Langkah-langkah China, yang dirancang untuk meningkatkan pengembalian investor dan diumumkan pada bulan Maret, telah memicu rebound yang solid di saham; indeks acuan CSI300 naik hampir 17 persen dari posisi terendah lima tahun Februari.
Mereka juga telah menarik perbandingan dengan dorongan Bursa Efek Tokyo untuk efisiensi modal yang mendorong Nikkei ke rekor tertinggi.
Tetapi reli gaya Jepang tidak mungkin karena reformasi China telah bertemu dengan skeptisisme dari manajer dana, yang mengatakan itu lebih tentang menyelamatkan pasar daripada meningkatkan tata kelola perusahaan.
Perusahaan-perusahaan yang dikendalikan pemerintah, yang menyumbang sekitar 30 persen dari kapitalisasi pasar di China dan Hong Kong, berada di bawah cengkeraman ketat Partai Komunis China yang berkuasa, yang dapat meningkatkan masalah konflik kepentingan dengan pemegang saham non-negara.
Di Jepang, perusahaan telah mulai melepaskan kepemilikan saham strategis sebagai bagian dari reformasi yang sedang berlangsung agar lebih berorientasi pasar.
Mengembalikan uang telah menyentuh akord dengan investor yang “telah menyerukan dividen bumper dan lebih banyak pembelian kembali”, kata Yang Tingwu, manajer dana di Tongheng Investment.
Namun, “perusahaan-perusahaan China memiliki jalan panjang dalam hal tata kelola perusahaan”, tambahnya. Di bawah regulator sekuritas top China Wu Qing, perusahaan yang terdaftar ditekan untuk terlibat lebih banyak dengan investor dan meningkatkan pengembalian.
Ini meniru reformasi perusahaan Jepang dan program “Value Up” Korea Selatan, kata John Pinkel, mitra hedge fund Indus Capital yang berbasis di New York, yang baru-baru ini menambahkan eksposur China.
“Penyebut umum dari posisi ini: mereka semua memiliki posisi kas besar, membeli kembali saham atau meningkatkan dividen, dan kami menyukai model bisnis mereka,” katanya.
Kampanye China telah melihat banyak perusahaan memutar lengan untuk membayar dividen.
Jason Hsu, ketua dan kepala investasi Rayliant Global Advisors, mengatakan bahwa perusahaan-perusahaan Jepang merespons dengan baik terhadap tongkat, dan strategi yang sama bekerja di China, di mana regulator berharap untuk melindungi investor ritel.
Jilin Expressway dan Fangda Special Steel Technlogy, misalnya, tidak berniat membayar dividen, tetapi mengubah rencana untuk mengembalikan uang kepada investor setelah ditanyai oleh Bursa Efek Shanghai.
Selain itu, perusahaan termasuk Chongqing DIMA Industry, SafBon Water Service dan Infund Holding bergegas untuk mengungkap rencana pembelian kembali saham setelah peringatan oleh bursa saham bahwa mereka dapat dihapus dari daftar jika harga saham mereka diperdagangkan pada tingkat yang terus-menerus rendah.
Yang pasti, kekhawatiran tetap ada, terutama atas perusahaan milik negara, yang ditugaskan dengan tanggung jawab sosial sering bertentangan dengan kepentingan pemegang saham.
Dan sementara kebangkitan pasar saham Jepang dibantu oleh arus masuk asing, China masih menghadapi hambatan geopolitik dan manajer dana global tetap gugup.
“Ketika datang ke perusahaan China, sebagai investor minoritas Barat, Anda bukan prioritas utama,” kata Sunil Krishnan, kepala dana multi-aset di Aviva Investors di London.
“Itu hanya faktor struktural yang harus diakui dan diterima oleh investor Barat,” kata Krishnan.

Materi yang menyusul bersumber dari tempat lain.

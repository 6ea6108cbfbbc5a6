// logtail - util/mod.rs
//
// Utility modules: error types, named constants, logging setup.
// No dependencies on core, app, or platform layers.

pub mod constants;
pub mod error;
pub mod logging;
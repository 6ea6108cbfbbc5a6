// logtail - app/proxy.rs
//
// A stable handle in front of a replaceable source.
//
// Consumers register with the proxy once. Swapping the inner source (for
// example a filter built from a new predicate) queues a reset; the next
// tick forwards it and re-reports the new inner's rows, so every listener
// replays to the new count without re-subscribing. Changes still queued
// from the previous inner are dropped with its listener.

use crate::app::listeners::Listeners;
use crate::app::scheduler::TaskScheduler;
use crate::app::source::{LogSource, LogSourceListener, Tick, Ticker};
use crate::core::column::ColumnDescriptor;
use crate::core::model::{LogBuffer, Modification, Section};
use crate::core::property::{PropertyDescriptor, PropertySet};
use crate::util::constants::{DEFAULT_LISTENER_BATCH_LINES, DEFAULT_LISTENER_MAX_WAIT_MS};
use crate::util::error::Result;
use parking_lot::Mutex;
use std::sync::atomic::{AtomicBool, Ordering};
use std::sync::Arc;
use std::time::Duration;

/// Queues what one inner source reports. Replaced on every swap.
#[derive(Default)]
struct InnerListener {
    modifications: Mutex<Vec<Modification>>,
    retrieved: Mutex<Vec<Section>>,
}

impl InnerListener {
    fn starting_with(modification: Modification) -> Arc<Self> {
        Arc::new(Self {
            modifications: Mutex::new(vec![modification]),
            retrieved: Mutex::new(Vec::new()),
        })
    }
}

impl LogSourceListener for InnerListener {
    fn on_modified(&self, _source: &dyn LogSource, modification: Modification) {
        self.modifications.lock().push(modification);
    }

    fn on_retrieved(&self, _source: &dyn LogSource, section: Section) {
        self.retrieved.lock().push(section);
    }
}

struct Inner {
    source: Option<Arc<dyn LogSource>>,
    listener: Arc<InnerListener>,
    /// Bumped on every swap.
    generation: u64,
}

/// A source that forwards to a replaceable inner source.
pub struct LogSourceProxy {
    inner: Mutex<Inner>,
    /// Row count last reported to listeners.
    visible_count: Mutex<usize>,
    listeners: Listeners,
    ticker: Ticker,
    disposed: AtomicBool,
}

impl LogSourceProxy {
    /// Front `inner` (or nothing yet) and forward its changes every `period`.
    pub fn new(
        scheduler: Arc<dyn TaskScheduler>,
        inner: Option<Arc<dyn LogSource>>,
        period: Duration,
    ) -> Arc<Self> {
        let listener = Arc::new(InnerListener::default());
        if let Some(source) = &inner {
            Self::subscribe(source, &listener);
        }
        let proxy = Arc::new(Self {
            inner: Mutex::new(Inner {
                source: inner,
                listener,
                generation: 0,
            }),
            visible_count: Mutex::new(0),
            listeners: Listeners::new(),
            ticker: Ticker::new(scheduler),
            disposed: AtomicBool::new(false),
        });
        proxy.ticker.start(&proxy, "proxy".to_string(), period);
        proxy
    }

    fn subscribe(source: &Arc<dyn LogSource>, listener: &Arc<InnerListener>) {
        source.add_listener(
            listener.clone(),
            Duration::from_millis(DEFAULT_LISTENER_MAX_WAIT_MS),
            DEFAULT_LISTENER_BATCH_LINES,
        );
    }

    fn current(&self) -> Option<Arc<dyn LogSource>> {
        self.inner.lock().source.clone()
    }

    /// Replace the inner source and return the previous one. The previous
    /// source is not disposed; that is up to the caller.
    pub fn set_inner(&self, source: Option<Arc<dyn LogSource>>) -> Option<Arc<dyn LogSource>> {
        let listener = InnerListener::starting_with(Modification::Reset);
        let (previous, old_listener, generation) = {
            let mut inner = self.inner.lock();
            inner.generation += 1;
            let old_listener = std::mem::replace(&mut inner.listener, listener.clone());
            let previous = std::mem::replace(&mut inner.source, source.clone());
            (previous, old_listener, inner.generation)
        };

        if let Some(old) = &previous {
            let old_listener: Arc<dyn LogSourceListener> = old_listener;
            old.remove_listener(&old_listener);
        }
        if let Some(new) = &source {
            Self::subscribe(new, &listener);
        }
        tracing::debug!(generation, has_inner = source.is_some(), "Proxy inner source replaced");
        previous
    }

    pub fn inner(&self) -> Option<Arc<dyn LogSource>> {
        self.current()
    }

    pub fn generation(&self) -> u64 {
        self.inner.lock().generation
    }
}

impl Tick for LogSourceProxy {
    fn tick(&self) -> Result<()> {
        if self.disposed.load(Ordering::Acquire) {
            return Ok(());
        }
        let (source, listener) = {
            let inner = self.inner.lock();
            (inner.source.clone(), inner.listener.clone())
        };
        let changes = std::mem::take(&mut *listener.modifications.lock());
        let retrieved = std::mem::take(&mut *listener.retrieved.lock());
        let count = source.as_ref().map_or(0, |s| s.count());
        *self.visible_count.lock() = count;

        let mut notifications = self.listeners.changed(&changes, count, true);
        for section in retrieved {
            let end = section.end().min(count);
            if end > section.index {
                notifications.append(self.listeners.retrieved(Section::new(section.index, end - section.index)));
            }
        }
        notifications.deliver(self);
        Ok(())
    }
}

impl LogSource for LogSourceProxy {
    fn columns(&self) -> Vec<ColumnDescriptor> {
        self.current().map_or_else(Vec::new, |s| s.columns())
    }

    fn properties(&self) -> Vec<PropertyDescriptor> {
        self.current().map_or_else(Vec::new, |s| s.properties())
    }

    fn count(&self) -> usize {
        *self.visible_count.lock()
    }

    fn get_all_properties(&self, destination: &mut PropertySet) {
        if let Some(source) = self.current() {
            source.get_all_properties(destination);
        }
    }

    fn get_entries_at(&self, indices: &[usize], columns: &[ColumnDescriptor]) -> LogBuffer {
        match self.current() {
            Some(source) => source.get_entries_at(indices, columns),
            None => {
                let mut buffer = LogBuffer::with_capacity(columns, indices.len());
                for _ in indices {
                    buffer.push_default();
                }
                buffer
            }
        }
    }

    fn add_listener(
        &self,
        listener: Arc<dyn LogSourceListener>,
        max_wait: Duration,
        min_lines_before_flush: usize,
    ) {
        self.listeners.add(listener, max_wait, min_lines_before_flush);
    }

    fn remove_listener(&self, listener: &Arc<dyn LogSourceListener>) -> bool {
        self.listeners.remove(listener)
    }

    /// Stops forwarding and disposes the current inner source.
    fn dispose(&self) {
        if self.disposed.swap(true, Ordering::AcqRel) {
            return;
        }
        self.ticker.stop();
        self.listeners.clear();
        if let Some(source) = self.set_inner(None) {
            source.dispose();
        }
        tracing::debug!("Proxy disposed");
    }
}
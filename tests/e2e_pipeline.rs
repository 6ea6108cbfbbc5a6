// logtail - tests/e2e_pipeline.rs
//
// End-to-end tests for the tail, merge, filter and page-cache chain.
//
// These tests exercise real files in a temp directory, the real text
// decoder and timestamp detection, and the manual scheduler so that each
// pass is deterministic. Nothing is mocked.

use logtail::app::factory::LogSourceFactory;
use logtail::app::scheduler::{ManualScheduler, TaskScheduler};
use logtail::app::source::{LogSource, LogSourceListener};
use logtail::core::column::{columns, RetrievalState};
use logtail::core::filter::{FilterState, Predicate};
use logtail::core::model::{replay, Level, Modification, Section};
use logtail::platform::config::PipelineConfig;
use parking_lot::Mutex;
use proptest::prelude::*;
use std::fs::{self, OpenOptions};
use std::io::Write;
use std::path::{Path, PathBuf};
use std::sync::Arc;
use std::time::Duration;

// =============================================================================
// Helpers
// =============================================================================

fn factory() -> (Arc<ManualScheduler>, LogSourceFactory) {
    let scheduler = Arc::new(ManualScheduler::new());
    let factory = LogSourceFactory::new(scheduler.clone(), PipelineConfig::default());
    (scheduler, factory)
}

fn append(path: &Path, text: &str) {
    let mut file = OpenOptions::new().create(true).append(true).open(path).unwrap();
    file.write_all(text.as_bytes()).unwrap();
}

fn contents(source: &dyn LogSource) -> Vec<String> {
    source
        .get_entries(Section::new(0, source.count()), &[columns::RAW_CONTENT])
        .iter()
        .map(|e| e.raw_content().unwrap_or_default().to_string())
        .collect()
}

/// Read every row of `source`, stepping the scheduler until a page cache
/// has fetched all of them.
fn read_all(scheduler: &ManualScheduler, source: &dyn LogSource) -> Vec<String> {
    if !source.columns().contains(&columns::RETRIEVAL_STATE) {
        return contents(source);
    }
    let wanted = &[columns::RAW_CONTENT, columns::RETRIEVAL_STATE];
    for _ in 0..16 {
        let buffer = source.get_entries(Section::new(0, source.count()), wanted);
        if buffer
            .iter()
            .all(|e| e.retrieval_state() == RetrievalState::Retrieved)
        {
            return buffer
                .iter()
                .map(|e| e.raw_content().unwrap_or_default().to_string())
                .collect();
        }
        scheduler.run_once();
    }
    panic!("rows were never fetched into the cache");
}

/// Records modifications and checks that replaying them always lands on the
/// source's count at the time of delivery.
#[derive(Default)]
struct Replayer {
    log: Mutex<Vec<Modification>>,
    mismatches: Mutex<Vec<(usize, usize)>>,
}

Namun, karena harga pasar sedang berlangsung, investor telah mengantongi keuntungan.
“Cara saya melihat tata kelola China adalah ya, masih ada jalan panjang bagi China untuk memperbaiki dan mereka berusaha memperbaikinya,” kata Chi Lo, ahli strategi pasar senior di BNP Paribas Asset Management.